Exercise objective:
Transcribe only the lines of the listing below from the one holding "self.types.contains_key(name)" through the one holding "names in registration order.", inclusive, without any change.

Source data:
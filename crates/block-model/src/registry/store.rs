//! Block type registry storage

use super::types::{BlockCategory, BlockType, CLASS_NAME, CUSTOM_CLASS_NAME};
use crate::attribute::AttributeDefinition;
use crate::error::RegistrationError;
use regex::Regex;
use serde_json::Value;
use std::collections::HashMap;
use std::sync::LazyLock;
use tracing::{debug, error};

static BLOCK_NAME_REGEX: LazyLock<Regex> = LazyLock::new(|| {
    Regex::new(r"^[a-z][a-z0-9-]*/[a-z][a-z0-9-]*$").expect("Invalid block name regex")
});

/// Most keywords a block type may declare.
pub const MAX_KEYWORDS: usize = 3;

/// Categories every registry starts with.
pub const DEFAULT_CATEGORIES: &[(&str, &str)] = &[
    ("text", "Text"),
    ("media", "Media"),
    ("design", "Design"),
    ("widgets", "Widgets"),
    ("theme", "Theme"),
    ("embed", "Embeds"),
    ("common", "Common blocks"),
    ("formatting", "Formatting"),
    ("layout", "Layout elements"),
];

/// Central registry of block types.
///
/// Besides the types themselves it records which types stand in for
/// unrecognized content: the freeform handler (HTML outside delimiters), the
/// unknown-type handler (delimiters naming unregistered types), the default
/// type, and the fallback for pasted elements no raw transform claims.
pub struct BlockRegistry {
    types: HashMap<String, BlockType>,
    order: Vec<String>,
    categories: Vec<BlockCategory>,
    freeform_handler: Option<String>,
    unknown_type_handler: Option<String>,
    default_type: Option<String>,
    raw_fallback_type: Option<String>,
}

impl BlockRegistry {
    /// Create a registry with the default categories and no block types.
    pub fn new() -> Self {
        Self {
            types: HashMap::new(),
            order: Vec::new(),
            categories: DEFAULT_CATEGORIES
                .iter()
                .map(|(slug, title)| BlockCategory::new(*slug, *title))
                .collect(),
            freeform_handler: None,
            unknown_type_handler: None,
            default_type: None,
            raw_fallback_type: None,
        }
    }

    /// Create a registry pre-populated with the built-in block library.
    pub fn with_builtins() -> Self {
        let mut registry = Self::new();
        for block_type in crate::library::builtin_block_types() {
            registry.register(block_type);
        }
        registry.set_freeform_handler(crate::library::FREEFORM);
        registry.set_unknown_type_handler(crate::library::MISSING);
        registry.set_default_type(crate::library::PARAGRAPH);
        registry.set_raw_fallback_type(crate::library::HTML);
        registry
    }

    /// Register a block type, rejecting malformed definitions.
    pub fn try_register(&mut self, mut block_type: BlockType) -> Result<&BlockType, RegistrationError> {
        let name = block_type.name.clone();
        if !BLOCK_NAME_REGEX.is_match(&name) {
            return Err(RegistrationError::InvalidName { name });
        }
        if self.types.contains_key(&name) {
            return Err(RegistrationError::AlreadyRegistered { name });
        }
        if block_type.save.is_none() {
            return Err(RegistrationError::MissingSave { name });
        }
        if let Some((key, _)) = block_type
            .supports
            .iter()
            .find(|(_, value)| !matches!(value, Value::Bool(_) | Value::Object(_)))
        {
            return Err(RegistrationError::InvalidSupport {
                name,
                key: key.clone(),
            });
        }
        if block_type.keywords.len() > MAX_KEYWORDS {
            return Err(RegistrationError::TooManyKeywords {
                count: block_type.keywords.len(),
                name,
            });
        }
        let Some(category) = block_type.category.clone() else {
            return Err(RegistrationError::MissingCategory { name });
        };
        if !self.categories.iter().any(|c| c.slug == category) {
            return Err(RegistrationError::UnknownCategory { name, category });
        }
        if block_type.title.trim().is_empty() {
            return Err(RegistrationError::MissingTitle { name });
        }

        if block_type.supports(CUSTOM_CLASS_NAME, true) {
            block_type
                .attributes
                .entry(CLASS_NAME.to_string())
                .or_insert_with(AttributeDefinition::string);
        }

        debug!(block = %name, "Registered block type");
        self.order.push(name.clone());
        Ok(self.types.entry(name).or_insert(block_type))
    }

    /// Register a block type, logging and returning `None` if it is refused.
    pub fn register(&mut self, block_type: BlockType) -> Option<&BlockType> {
        match self.try_register(block_type) {
            Ok(registered) => Some(registered),
            Err(e) => {
                error!("{e}");
                None
            }
        }
    }

    /// Remove a block type, returning it.
    pub fn unregister(&mut self, name: &str) -> Option<BlockType> {
        let Some(removed) = self.types.remove(name) else {
            error!("{}", RegistrationError::NotRegistered { name: name.to_string() });
            return None;
        };
        self.order.retain(|n| n != name);
        for handler in [
            &mut self.freeform_handler,
            &mut self.unknown_type_handler,
            &mut self.default_type,
            &mut self.raw_fallback_type,
        ] {
            if handler.as_deref() == Some(name) {
                *handler = None;
            }
        }
        Some(removed)
    }

    /// Get a block type by name.
    pub fn get(&self, name: &str) -> Option<&BlockType> {
        self.types.get(name)
    }

    /// Check if a block type is registered.
    pub fn contains(&self, name: &str) -> bool {
        self.types.contains_key(name)
    }

    /// Get the number of registered block types.
    pub fn len(&self) -> usize {
        self.types.len()
    }

    /// Check if the registry is empty.
    pub fn is_empty(&self) -> bool {
        self.types.is_empty()
    }

    /// List registered block names in registration order.
    pub fn list(&self) -> Vec<&str> {
        self.order.iter().map(String::as_str).collect()
    }

    /// Iterate over block types in registration order.
    pub fn iter(&self) -> impl Iterator<Item = &BlockType> {
        self.order.iter().filter_map(|name| self.types.get(name))
    }

    /// List block names in a category (sorted).
    pub fn by_category(&self, category: &str) -> Vec<&str> {
        let mut names: Vec<_> = self
            .types
            .values()
            .filter(|t| t.category.as_deref() == Some(category))
            .map(|t| t.name.as_str())
            .collect();
        names.sort();
        names
    }

    /// Add a category; an existing slug is replaced.
    pub fn register_category(&mut self, category: BlockCategory) {
        match self.categories.iter_mut().find(|c| c.slug == category.slug) {
            Some(existing) => *existing = category,
            None => self.categories.push(category),
        }
    }

    pub fn categories(&self) -> &[BlockCategory] {
        &self.categories
    }

    pub fn set_freeform_handler(&mut self, name: impl Into<String>) {
        self.freeform_handler = Some(name.into());
    }

    /// Type that holds HTML found outside block delimiters.
    pub fn freeform_handler(&self) -> Option<&str> {
        self.freeform_handler.as_deref()
    }

    pub fn set_unknown_type_handler(&mut self, name: impl Into<String>) {
        self.unknown_type_handler = Some(name.into());
    }

    /// Type that preserves blocks whose type is not registered.
    pub fn unknown_type_handler(&self) -> Option<&str> {
        self.unknown_type_handler.as_deref()
    }

    pub fn set_default_type(&mut self, name: impl Into<String>) {
        self.default_type = Some(name.into());
    }

    pub fn default_type(&self) -> Option<&str> {
        self.default_type.as_deref()
    }

    pub fn set_raw_fallback_type(&mut self, name: impl Into<String>) {
        self.raw_fallback_type = Some(name.into());
    }

    /// Type pasted elements become when no raw transform claims them.
    pub fn raw_fallback_type(&self) -> Option<&str> {
        self.raw_fallback_type.as_deref()
    }

    /// Whether `name` is the freeform or the unknown-type handler.
    pub fn is_fallback_type(&self, name: &str) -> bool {
        self.freeform_handler() == Some(name) || self.unknown_type_handler() == Some(name)
    }
}

impl Default for BlockRegistry {
    fn default() -> Self {
        Self::new()
    }
}
//! Error types for block-html

/// Result type for block-html operations
pub type Result<T> = std::result::Result<T, Error>;

/// Errors that can occur in block-html operations
#[derive(Debug, Clone, PartialEq, Eq, thiserror::Error)]
pub enum Error {
    #[error("Unterminated tag starting at byte {offset}")]
    UnterminatedTag { offset: usize },

    #[error("Unterminated comment starting at byte {offset}")]
    UnterminatedComment { offset: usize },

    #[error("Invalid selector {selector:?}: {message}")]
    InvalidSelector { selector: String, message: String },
}

impl Error {
    pub fn selector(selector: impl Into<String>, message: impl Into<String>) -> Self {
        Self::InvalidSelector {
            selector: selector.into(),
            message: message.into(),
        }
    }
}
//! Error types for block-grammar

pub type Result<T> = std::result::Result<T, Error>;

#[derive(Debug, thiserror::Error)]
pub enum Error {
    #[error("JSON error: {0}")]
    Json(#[from] serde_json::Error),

    #[error("Block attributes must be a JSON object, found: {found}")]
    AttributesNotObject { found: String },
}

Answer for this exercise:
        self.types.contains_key(name)
    }

    /// Get the number of registered block types.
    pub fn len(&self) -> usize {
        self.types.len()
    }

    /// Check if the registry is empty.
    pub fn is_empty(&self) -> bool {
        self.types.is_empty()
    }

    /// List registered block names in registration order.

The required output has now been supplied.